[[ Records provided, beginning ]]

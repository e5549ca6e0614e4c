//! Rehydrate form state from a stored record.
//!
//! Metadata values are delimiter-joined strings, so the restore path is a
//! parsing exercise: goals and scores split on `,`, explanation on `|`.
//! Parse failures never propagate: the affected field keeps its fallback
//! and a diagnostic is logged.

use std::str::FromStr;

use tracing::warn;

use super::types::HistoryRecord;
use crate::composer::PromptFields;
use crate::error::RestoreError;
use crate::optimizer::{Goal, Level, Scores};

/// Generator form state rebuilt from a "generated" record.
#[derive(Debug, Clone, PartialEq, Eq)]
pub struct GeneratorRestore {
    pub fields: PromptFields,
    pub generated_prompt: String,
}

/// Optimizer view state rebuilt from an "optimized" record.
///
/// `scores` is `None` when the stored scores string failed to parse; the
/// caller keeps whatever score state it had.
#[derive(Debug, Clone, PartialEq)]
pub struct OptimizerRestore {
    pub original_prompt: String,
    pub optimized_prompt: String,
    pub level: Level,
    pub goals: Vec<Goal>,
    pub explanation: Vec<String>,
    pub scores: Option<Scores>,
}

/// Older blobs wrote `purpose`/`describe` where newer ones write
/// `task_type`/`topic`; first present-and-non-empty key wins.
fn first_present(record: &HistoryRecord, keys: &[&str], fallback: &str) -> String {
    keys.iter()
        .filter_map(|key| record.metadata.get(*key))
        .find(|value| !value.is_empty())
        .cloned()
        .unwrap_or_else(|| fallback.to_string())
}

/// Rebuild generator form fields from a record's metadata and content.
pub fn restore_generator(record: &HistoryRecord) -> GeneratorRestore {
    GeneratorRestore {
        fields: PromptFields {
            purpose: first_present(record, &["task_type", "purpose"], "Code"),
            topic: first_present(record, &["topic", "describe"], ""),
            tone: first_present(record, &["tone"], ""),
            length: first_present(record, &["length"], ""),
            format: first_present(record, &["format"], ""),
            constraints: first_present(record, &["constraints"], ""),
            examples: first_present(record, &["examples"], ""),
        },
        generated_prompt: record.content.clone(),
    }
}

/// Rebuild optimizer view state from a record's metadata and content.
pub fn restore_optimizer(record: &HistoryRecord) -> OptimizerRestore {
    let level_raw = first_present(record, &["optimization_level"], "Moderate");
    let level = Level::from_str(&level_raw).unwrap_or_else(|_| {
        warn!(
            record = %record.id,
            error = %RestoreError::UnknownLevel(level_raw.clone()),
            "falling back to Moderate"
        );
        Level::Moderate
    });

    let goals_raw = first_present(record, &["selected_goals"], "");
    let goals = if goals_raw.is_empty() {
        Vec::new()
    } else {
        goals_raw
            .split(',')
            .filter_map(|label| match Goal::from_str(label) {
                Ok(goal) => Some(goal),
                Err(_) => {
                    warn!(
                        record = %record.id,
                        error = %RestoreError::UnknownGoal(label.to_string()),
                        "skipping goal"
                    );
                    None
                }
            })
            .collect()
    };

    let explanation_raw = first_present(record, &["explanation"], "");
    let explanation = if explanation_raw.is_empty() {
        Vec::new()
    } else {
        explanation_raw.split('|').map(str::to_string).collect()
    };

    let scores_raw = first_present(record, &["scores"], "0,0,0,0");
    let scores = match parse_scores(&scores_raw) {
        Ok(scores) => Some(scores),
        Err(err) => {
            warn!(record = %record.id, error = %err, "keeping prior score state");
            None
        }
    };

    OptimizerRestore {
        original_prompt: first_present(record, &["original_prompt"], ""),
        optimized_prompt: record.content.clone(),
        level,
        goals,
        explanation,
        scores,
    }
}

/// Parse a `clarity,conciseness,structure,depth` scores string; the overall
/// score is re-derived rather than stored.
fn parse_scores(raw: &str) -> Result<Scores, RestoreError> {
    let malformed = || RestoreError::MalformedScores(raw.to_string());
    let parts: Vec<u8> = raw
        .split(',')
        .map(|part| part.trim().parse::<u8>())
        .collect::<Result<_, _>>()
        .map_err(|_| malformed())?;
    let [clarity, conciseness, structure, depth] = parts[..] else {
        return Err(malformed());
    };
    Ok(Scores::derive(clarity, conciseness, structure, depth))
}

#[cfg(test)]
mod tests {
    use super::*;
    use crate::history::RecordKind;
    use std::collections::BTreeMap;

    fn record(kind: RecordKind, metadata: &[(&str, &str)]) -> HistoryRecord {
        HistoryRecord {
            id: "r-1".into(),
            kind,
            title: "t".into(),
            content: "stored content".into(),
            timestamp: 1.0,
            formatted_date: "d".into(),
            metadata: metadata
                .iter()
                .map(|(k, v)| ((*k).to_string(), (*v).to_string()))
                .collect(),
        }
    }

    #[test]
    fn generator_restore_prefers_canonical_keys() {
        let rec = record(
            RecordKind::Generated,
            &[
                ("task_type", "Email"),
                ("purpose", "Code"),
                ("topic", "follow-up"),
                ("describe", "ignored"),
                ("tone", "Friendly"),
            ],
        );
        let restored = restore_generator(&rec);
        assert_eq!(restored.fields.purpose, "Email");
        assert_eq!(restored.fields.topic, "follow-up");
        assert_eq!(restored.fields.tone, "Friendly");
        assert_eq!(restored.generated_prompt, "stored content");
    }

    #[test]
    fn generator_restore_falls_back_to_alias_keys() {
        let rec = record(
            RecordKind::Generated,
            &[("purpose", "Blog"), ("describe", "remote work")],
        );
        let restored = restore_generator(&rec);
        assert_eq!(restored.fields.purpose, "Blog");
        assert_eq!(restored.fields.topic, "remote work");
    }

    #[test]
    fn generator_restore_defaults_purpose_when_absent() {
        let rec = record(RecordKind::Generated, &[]);
        let restored = restore_generator(&rec);
        assert_eq!(restored.fields.purpose, "Code");
        assert_eq!(restored.fields.topic, "");
    }

    #[test]
    fn optimizer_restore_parses_delimited_metadata() {
        let rec = record(
            RecordKind::Optimized,
            &[
                ("original_prompt", "Write a poem"),
                ("optimization_level", "Aggressive"),
                ("selected_goals", "Clarity,Structure"),
                ("explanation", "note one|note two"),
                ("scores", "90,85,95,88"),
            ],
        );
        let restored = restore_optimizer(&rec);
        assert_eq!(restored.original_prompt, "Write a poem");
        assert_eq!(restored.optimized_prompt, "stored content");
        assert_eq!(restored.level, Level::Aggressive);
        assert_eq!(restored.goals, vec![Goal::Clarity, Goal::Structure]);
        assert_eq!(restored.explanation, vec!["note one", "note two"]);
        let scores = restored.scores.unwrap();
        assert_eq!(
            (scores.clarity, scores.conciseness, scores.structure, scores.depth),
            (90, 85, 95, 88)
        );
        assert_eq!(scores.overall, 89);
    }

    #[test]
    fn malformed_scores_leave_score_state_untouched() {
        let rec = record(
            RecordKind::Optimized,
            &[("scores", "90,eighty,95,88"), ("optimization_level", "Light")],
        );
        let restored = restore_optimizer(&rec);
        assert_eq!(restored.scores, None);
        assert_eq!(restored.level, Level::Light);
    }

    #[test]
    fn wrong_score_count_is_malformed() {
        assert!(parse_scores("90,85,95").is_err());
        assert!(parse_scores("90,85,95,88,70").is_err());
        assert!(parse_scores("").is_err());
    }

    #[test]
    fn optimizer_restore_defaults_when_metadata_missing() {
        let rec = record(RecordKind::Optimized, &[]);
        let restored = restore_optimizer(&rec);
        assert_eq!(restored.level, Level::Moderate);
        assert!(restored.goals.is_empty());
        assert!(restored.explanation.is_empty());
        // The writer's zero-score default parses cleanly.
        assert_eq!(restored.scores.unwrap().overall, 0);
        assert_eq!(restored.original_prompt, "");
    }

    #[test]
    fn unknown_goal_labels_are_skipped_not_fatal() {
        let rec = record(
            RecordKind::Optimized,
            &[("selected_goals", "Clarity,Vibes,Depth")],
        );
        let restored = restore_optimizer(&rec);
        assert_eq!(restored.goals, vec![Goal::Clarity, Goal::Depth]);
    }
}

[[ Records provided, end ]]

◆ **Exercise aim**:
Show the lines of the data that hold the word "GeneratorRestore".

◆ **Solution**:
pub struct GeneratorRestore {
pub fn restore_generator(record: &HistoryRecord) -> GeneratorRestore {
    GeneratorRestore {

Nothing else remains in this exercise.